我们使用 Hugging Face 分词器,GPT2TokenizerFast 来计算文本长度,单位为 tokens。
- 文本如何拆分:按传入的字符拆分。
- 块大小如何测量:通过
Hugging Face
分词器计算的 token 数量。
from transformers import GPT2TokenizerFast
tokenizer = GPT2TokenizerFast.from_pretrained("gpt2")
# This is a long document we can split up.
with open("state_of_the_union.txt") as f:
state_of_the_union = f.read()
from langchain_text_splitters import CharacterTextSplitter
text_splitter = CharacterTextSplitter.from_huggingface_tokenizer(
tokenizer, chunk_size=100, chunk_overlap=0
)
texts = text_splitter.split_text(state_of_the_union)
print(texts[0])
Madam Speaker, Madam Vice President, our First Lady and Second Gentleman.
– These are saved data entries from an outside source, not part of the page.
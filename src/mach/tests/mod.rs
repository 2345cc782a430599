use crate::mach::{Config, Event, Runtime};

mod for_test;
mod skip_test;

fn run(runtime: &mut Runtime) -> String {
    run_cycles(runtime, 100_000)
}

fn run_cycles(runtime: &mut Runtime, cycles: usize) -> String {
    let mut s = String::new();
    let mut prev_running = false;
    loop {
        let event = runtime.execute(cycles);
        match &event {
            Event::Stopped => {
                break;
            }
            Event::Error(error) => {
                s.push_str(&format!("?{}\n", error));
            }
            Event::Running => {
                if prev_running {
                    s.push_str(&format!("\n{} Execution cycles exceeded.\n", cycles));
                    break;
                }
            }
            Event::Print(bytes) => {
                s.push_str(&String::from_utf8_lossy(bytes));
            }
            Event::Input => {
                runtime.close_input();
            }
        }
        prev_running = event == Event::Running;
    }
    s
}

fn values_of(text: &str) -> Vec<i64> {
    let mut r = Runtime::default();
    r.enter(text);
    assert_eq!(run(&mut r), "");
    r.values()
}

fn with_depth(max_call_depth: usize) -> Runtime {
    Runtime::new(Config::default().max_call_depth(max_call_depth))
}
Members of Congress and the Cabinet. Justices of the Supreme Court. My fellow Americans.
Last year COVID-19 kept us apart. This year we are finally together again.
Tonight, we meet as Democrats Republicans and Independents. But most importantly as Americans.
With a duty to one another to the American people to the Constitution.